The children of Banda Aceh, here at a refugee camp with Jenny, loved the camera.

The work was nonstop and tiring. On average, Sun and Jenny got only about four hours of sleep a night. And yet, they would not have traded the experience for anything in the world. Both are passionate about international health. The mission provided a window onto this world and an opportunity to meet other like-minded relief workers.

Today, Sun cannot forget the generosity of her fellow nurses on Halsted 8 who helped make her trip possible. They had asked her to go and work on their behalf. She did not disappoint them.

—Anne Bennett Swingle

From the Bayview ED, Three Nurses Dispense Relief

In Indonesia, from left, Brian Wahl, Audrey Rutkowski, Alex Vu and Emily Seay.
Among those taking part in the tsunami international relief effort from Johns Hopkins were Audrey Rutkowski, Emily Seay and Brian Wahl, nurses from the Emergency Department at Johns Hopkins Bayview. They went to Indonesia with the International Rescue Committee. Alex Vu, an SOM emergency medicine physician affiliated with a joint academic program between the Department of Emergency Medicine and the Department of International Health at the Bloomberg School of Public Health, went with them.

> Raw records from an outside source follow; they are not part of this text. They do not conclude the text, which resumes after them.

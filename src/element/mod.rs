/// Element Store
///
/// Owns node and edge records in an append-only arena indexed by
/// `ElementId`, the per-type element lists used for full scans, and the
/// per-node, per-edge-type adjacency lists the traversal engine walks.

use crate::error::{GraphError, GraphResult};
use crate::schema::TypeRegistry;
use crate::types::{
    Edge, EdgeTypeId, ElementId, ElementRecord, ElementType, Node, NodeTypeId, Sequence,
};
use std::collections::HashMap;

/// Edges of one type incident to one node, as `(edge, peer)` pairs
///
/// An edge appears in `outgoing` of its source and `incoming` of its target.
/// A self-loop appears in both lists of the same node.
#[derive(Debug, Clone, Default, PartialEq, Eq)]
pub struct Incidence {
    pub outgoing: Vec<(ElementId, ElementId)>,
    pub incoming: Vec<(ElementId, ElementId)>,
}

#[derive(Debug, Clone, Default)]
pub struct ElementStore {
    elements: Vec<ElementRecord>,
    by_type: HashMap<ElementType, Vec<ElementId>>,
    adjacency: HashMap<ElementId, HashMap<EdgeTypeId, Incidence>>,
    sequence: Sequence,
}

impl ElementStore {
    pub fn new() -> Self {
        Self::default()
    }

    /// Create a node of the given type
    pub fn new_node(
        &mut self,
        schema: &TypeRegistry,
        node_type: NodeTypeId,
    ) -> GraphResult<ElementId> {
        if schema.node_type(node_type).is_none() {
            return Err(GraphError::NotFound(format!("node type {}", node_type)));
        }

        let id = self.allocate()?;
        self.push(ElementRecord::Node(Node { id, node_type }));
        Ok(id)
    }

    /// Create an edge between two existing nodes
    ///
    /// # Errors
    /// * `NotFound` if the edge type or either endpoint node does not exist
    /// * `TypeRestriction` if the edge type is restricted and the endpoint
    ///   node types do not match the restriction
    pub fn new_edge(
        &mut self,
        schema: &TypeRegistry,
        edge_type: EdgeTypeId,
        source: ElementId,
        target: ElementId,
    ) -> GraphResult<ElementId> {
        let et = schema
            .edge_type(edge_type)
            .ok_or_else(|| GraphError::NotFound(format!("edge type {}", edge_type)))?;
        let source_type = self.node(source)?.node_type;
        let target_type = self.node(target)?.node_type;

        if !et.admits(source_type, target_type) {
            let name = |ty: NodeTypeId| {
                schema
                    .node_type(ty)
                    .map(|t| t.name.clone())
                    .unwrap_or_else(|| ty.to_string())
            };
            return Err(GraphError::TypeRestriction(format!(
                "edge type '{}' does not accept {} -> {}",
                et.name,
                name(source_type),
                name(target_type)
            )));
        }

        let (source, target) = if !et.directed && source > target {
            (target, source)
        } else {
            (source, target)
        };

        let id = self.allocate()?;
        let edge = Edge {
            id,
            edge_type,
            source,
            target,
        };
        self.link(&edge);
        self.push(ElementRecord::Edge(edge));
        Ok(id)
    }

    pub fn element(&self, id: ElementId) -> Option<&ElementRecord> {
        self.elements.get(id.slot())
    }

    pub fn contains(&self, id: ElementId) -> bool {
        self.element(id).is_some()
    }

    pub fn type_of(&self, id: ElementId) -> Option<ElementType> {
        self.element(id).map(ElementRecord::element_type)
    }

    pub fn node(&self, id: ElementId) -> GraphResult<&Node> {
        self.element(id)
            .and_then(ElementRecord::as_node)
            .ok_or_else(|| GraphError::NotFound(format!("node {}", id)))
    }

    pub fn edge(&self, id: ElementId) -> GraphResult<&Edge> {
        self.element(id)
            .and_then(ElementRecord::as_edge)
            .ok_or_else(|| GraphError::NotFound(format!("edge {}", id)))
    }

    /// Every element of a node or edge type, in creation order
    pub fn elements_of_type(&self, ty: ElementType) -> &[ElementId] {
        self.by_type.get(&ty).map(Vec::as_slice).unwrap_or(&[])
    }

    /// Adjacency of `node` restricted to one edge type
    pub fn incidence(&self, node: ElementId, edge_type: EdgeTypeId) -> Option<&Incidence> {
        self.adjacency.get(&node).and_then(|by_type| by_type.get(&edge_type))
    }

    pub fn records(&self) -> impl Iterator<Item = &ElementRecord> {
        self.elements.iter()
    }

    pub fn len(&self) -> usize {
        self.elements.len()
    }

    pub fn is_empty(&self) -> bool {
        self.elements.is_empty()
    }

    pub fn node_count(&self) -> usize {
        self.elements.iter().filter(|r| r.as_node().is_some()).count()
    }

    pub fn edge_count(&self) -> usize {
        self.elements.len() - self.node_count()
    }

    pub fn sequence(&self) -> Sequence {
        self.sequence
    }

    /// Rebuild the store from persisted records
    ///
    /// Records must be dense (record `n` has id `n`) and reference known
    /// types; edges must connect existing nodes. Restrictions are not
    /// re-checked: they apply at creation time only.
    pub fn restore(
        schema: &TypeRegistry,
        sequence: Sequence,
        records: Vec<ElementRecord>,
    ) -> GraphResult<Self> {
        if records.len() as u64 != sequence.peek() {
            return Err(GraphError::Schema(format!(
                "persisted element sequence {} does not match {} records",
                sequence.peek(),
                records.len()
            )));
        }

        let mut store = Self {
            sequence,
            ..Self::default()
        };
        for (slot, record) in records.iter().enumerate() {
            if record.id().slot() != slot {
                return Err(GraphError::Schema(format!(
                    "persisted element {} found at slot {}",
                    record.id(),
                    slot
                )));
            }
            if !schema.contains(record.element_type()) {
                return Err(GraphError::Schema(format!(
                    "persisted element {} has unknown {}",
                    record.id(),
                    record.element_type()
                )));
            }
            store.push(*record);
        }

        for record in &records {
            if let ElementRecord::Edge(edge) = record {
                store.node(edge.source)?;
                store.node(edge.target)?;
                store.link(edge);
            }
        }

        Ok(store)
    }

    fn allocate(&mut self) -> GraphResult<ElementId> {
        let raw = self.sequence.advance(u64::MAX, "elements")?;
        Ok(ElementId::from_raw(raw))
    }

    fn push(&mut self, record: ElementRecord) {
        self.by_type
            .entry(record.element_type())
            .or_default()
            .push(record.id());
        self.elements.push(record);
    }

    fn link(&mut self, edge: &Edge) {
        self.adjacency
            .entry(edge.source)
            .or_default()
            .entry(edge.edge_type)
            .or_default()
            .outgoing
            .push((edge.id, edge.target));
        self.adjacency
            .entry(edge.target)
            .or_default()
            .entry(edge.edge_type)
            .or_default()
            .incoming
            .push((edge.id, edge.source));
    }
}
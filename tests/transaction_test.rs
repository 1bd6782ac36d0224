/// Transaction integration tests
///
/// Session lifecycle, isolation between sessions and the single-writer rule

use rust_property_graph::{Database, GraphError, IndexKind, TxMode, Value, ValueKind};
use std::thread;
use tempfile::TempDir;

fn is_tx_error<T>(result: Result<T, GraphError>) -> bool {
    matches!(result, Err(GraphError::TransactionState(_)))
}

#[test]
fn test_operations_require_transaction() {
    let temp_dir = TempDir::new().unwrap();
    let db = Database::open_path(temp_dir.path()).unwrap();
    let mut session = db.session();

    assert_eq!(session.mode(), None);
    assert!(is_tx_error(session.new_graph()));
    assert!(is_tx_error(session.commit()));
    assert!(is_tx_error(session.abort()));

    session.begin_update().unwrap();
    let mut g = session.new_graph().unwrap();
    let person = g.define_node_type("PERSON").unwrap();
    let node = g.new_node(person).unwrap();
    session.commit().unwrap();

    // The graph outlives the transaction but is unusable until rebound
    assert!(is_tx_error(g.new_node(person)));
    assert!(is_tx_error(g.find_node_type("PERSON")));
    assert!(is_tx_error(g.element_type(node)));
    assert!(is_tx_error(session.persist(&mut g)));
}

#[test]
fn test_read_transaction_rejects_writes() {
    let temp_dir = TempDir::new().unwrap();
    let db = Database::open_path(temp_dir.path()).unwrap();
    let mut session = db.session();

    session.begin_update().unwrap();
    let mut g = session.new_graph().unwrap();
    let person = g.define_node_type("PERSON").unwrap();
    let name = g
        .define_property(person, "NAME", ValueKind::Text, IndexKind::Unique)
        .unwrap();
    let alice = g.new_node(person).unwrap();
    g.set_property(alice, name, "Alice").unwrap();
    let id = session.persist(&mut g).unwrap();
    session.commit().unwrap();

    session.begin_read().unwrap();
    assert_eq!(session.mode(), Some(TxMode::Read));
    let mut g = session.open(id).unwrap();
    assert_eq!(g.find_by_unique(name, "Alice").unwrap(), Some(alice));
    assert!(is_tx_error(g.new_node(person)));
    assert!(is_tx_error(g.set_property(alice, name, "Alicia")));
    assert!(is_tx_error(g.define_node_type("MOVIE")));
    assert!(is_tx_error(session.new_graph()));
    assert!(is_tx_error(session.persist(&mut g)));
    assert_eq!(
        g.get_property(alice, name).unwrap(),
        Some(&Value::from("Alice"))
    );
    session.commit().unwrap();
}

#[test]
fn test_begin_twice_is_rejected() {
    let temp_dir = TempDir::new().unwrap();
    let db = Database::open_path(temp_dir.path()).unwrap();
    let mut session = db.session();

    session.begin_read().unwrap();
    assert!(is_tx_error(session.begin_update()));
    assert!(is_tx_error(session.begin_read()));
    session.abort().unwrap();

    session.begin_update().unwrap();
    assert!(is_tx_error(session.begin_read()));
    session.abort().unwrap();
    assert_eq!(session.mode(), None);
}

#[test]
fn test_abort_discards_staged_graph() {
    let temp_dir = TempDir::new().unwrap();
    let db = Database::open_path(temp_dir.path()).unwrap();
    let mut session = db.session();

    session.begin_update().unwrap();
    let mut g = session.new_graph().unwrap();
    g.define_node_type("PERSON").unwrap();
    let id = session.persist(&mut g).unwrap();
    session.abort().unwrap();

    assert!(db.graph_ids().unwrap().is_empty());
    session.begin_read().unwrap();
    assert!(matches!(session.open(id), Err(GraphError::NotFound(_))));
}

#[test]
fn test_aborted_update_keeps_previous_version() {
    let temp_dir = TempDir::new().unwrap();
    let db = Database::open_path(temp_dir.path()).unwrap();
    let mut session = db.session();

    session.begin_update().unwrap();
    let mut g = session.new_graph().unwrap();
    let person = g.define_node_type("PERSON").unwrap();
    g.new_node(person).unwrap();
    let id = session.persist(&mut g).unwrap();
    session.commit().unwrap();

    session.begin_update().unwrap();
    let mut g = session.open(id).unwrap();
    g.new_node(person).unwrap();
    g.new_node(person).unwrap();
    session.persist(&mut g).unwrap();
    session.abort().unwrap();

    session.begin_read().unwrap();
    assert_eq!(session.open(id).unwrap().node_count().unwrap(), 1);
}

/// A read transaction keeps seeing the state from when it began
#[test]
fn test_read_snapshot_isolation() {
    let temp_dir = TempDir::new().unwrap();
    let db = Database::open_path(temp_dir.path()).unwrap();

    let mut writer = db.session();
    writer.begin_update().unwrap();
    let mut g = writer.new_graph().unwrap();
    let person = g.define_node_type("PERSON").unwrap();
    g.new_node(person).unwrap();
    let id = writer.persist(&mut g).unwrap();
    writer.commit().unwrap();

    let mut reader = db.session();
    reader.begin_read().unwrap();

    writer.begin_update().unwrap();
    let mut g = writer.open(id).unwrap();
    g.new_node(person).unwrap();
    writer.persist(&mut g).unwrap();
    let mut other = writer.new_graph().unwrap();
    let other_id = writer.persist(&mut other).unwrap();
    writer.commit().unwrap();

    assert_eq!(reader.open(id).unwrap().node_count().unwrap(), 1);
    assert!(matches!(reader.open(other_id), Err(GraphError::NotFound(_))));
    reader.commit().unwrap();

    reader.begin_read().unwrap();
    assert_eq!(reader.open(id).unwrap().node_count().unwrap(), 2);
    assert!(reader.open(other_id).is_ok());
}

#[test]
fn test_uncommitted_update_invisible_to_readers() {
    let temp_dir = TempDir::new().unwrap();
    let db = Database::open_path(temp_dir.path()).unwrap();

    let mut writer = db.session();
    writer.begin_update().unwrap();
    let mut g = writer.new_graph().unwrap();
    let id = writer.persist(&mut g).unwrap();

    let mut reader = db.session();
    reader.begin_read().unwrap();
    assert!(matches!(reader.open(id), Err(GraphError::NotFound(_))));
    reader.commit().unwrap();

    writer.commit().unwrap();
    reader.begin_read().unwrap();
    assert!(reader.open(id).is_ok());
}

#[test]
fn test_single_update_transaction() {
    let temp_dir = TempDir::new().unwrap();
    let db = Database::open_path(temp_dir.path()).unwrap();

    let mut first = db.session();
    let mut second = db.session();
    first.begin_update().unwrap();
    assert!(is_tx_error(second.begin_update()));
    // Readers are never blocked by the writer
    second.begin_read().unwrap();
    second.commit().unwrap();

    first.commit().unwrap();
    second.begin_update().unwrap();
    assert!(is_tx_error(first.begin_update()));
    second.abort().unwrap();
    first.begin_update().unwrap();
}

/// The writer slot is process-wide, not per-thread
#[test]
fn test_update_exclusive_across_threads() {
    let temp_dir = TempDir::new().unwrap();
    let db = Database::open_path(temp_dir.path()).unwrap();

    let mut holder = db.session();
    holder.begin_update().unwrap();

    thread::scope(|scope| {
        let contender = scope.spawn(|| {
            let mut session = db.session();
            is_tx_error(session.begin_update())
        });
        assert!(contender.join().unwrap());
    });

    holder.commit().unwrap();

    let id = thread::scope(|scope| {
        scope
            .spawn(|| {
                let mut session = db.session();
                session.begin_update().unwrap();
                let mut g = session.new_graph().unwrap();
                let id = session.persist(&mut g).unwrap();
                session.commit().unwrap();
                id
            })
            .join()
            .unwrap()
    });

    assert_eq!(db.graph_ids().unwrap(), vec![id]);
}

#[test]
fn test_dropping_session_releases_writer() {
    let temp_dir = TempDir::new().unwrap();
    let db = Database::open_path(temp_dir.path()).unwrap();

    {
        let mut session = db.session();
        session.begin_update().unwrap();
        let mut g = session.new_graph().unwrap();
        session.persist(&mut g).unwrap();
    }

    assert!(db.graph_ids().unwrap().is_empty());
    let mut session = db.session();
    session.begin_update().unwrap();
}

#[test]
fn test_graph_from_other_session_rejected() {
    let temp_dir = TempDir::new().unwrap();
    let db = Database::open_path(temp_dir.path()).unwrap();

    let mut first = db.session();
    first.begin_update().unwrap();
    let mut g = first.new_graph().unwrap();
    first.commit().unwrap();

    let mut second = db.session();
    second.begin_update().unwrap();
    assert!(is_tx_error(second.persist(&mut g)));
}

The four arrived in Indonesia about two weeks after the tsunami hit and went their separate ways, each on a team with a doctor, child protection worker and environmental health expert in water and sanitation. They would spend four weeks in various ruined regions of the country. Seay’s journey took her to remote villages where she lived in refugee camps with only a dirt hole as her restroom. Because measles had begun to spread, each of the nurses helped establish vaccination campaigns. Instead of intensive nursing, they did mostly public health work. “People had only minor injuries,” said Rutkowski. “The others, sadly, were dead.”

“This was the most important work I’ve ever done as a nurse,” said Seay. “An experience like this will change your view forever—as a nurse and a human being.”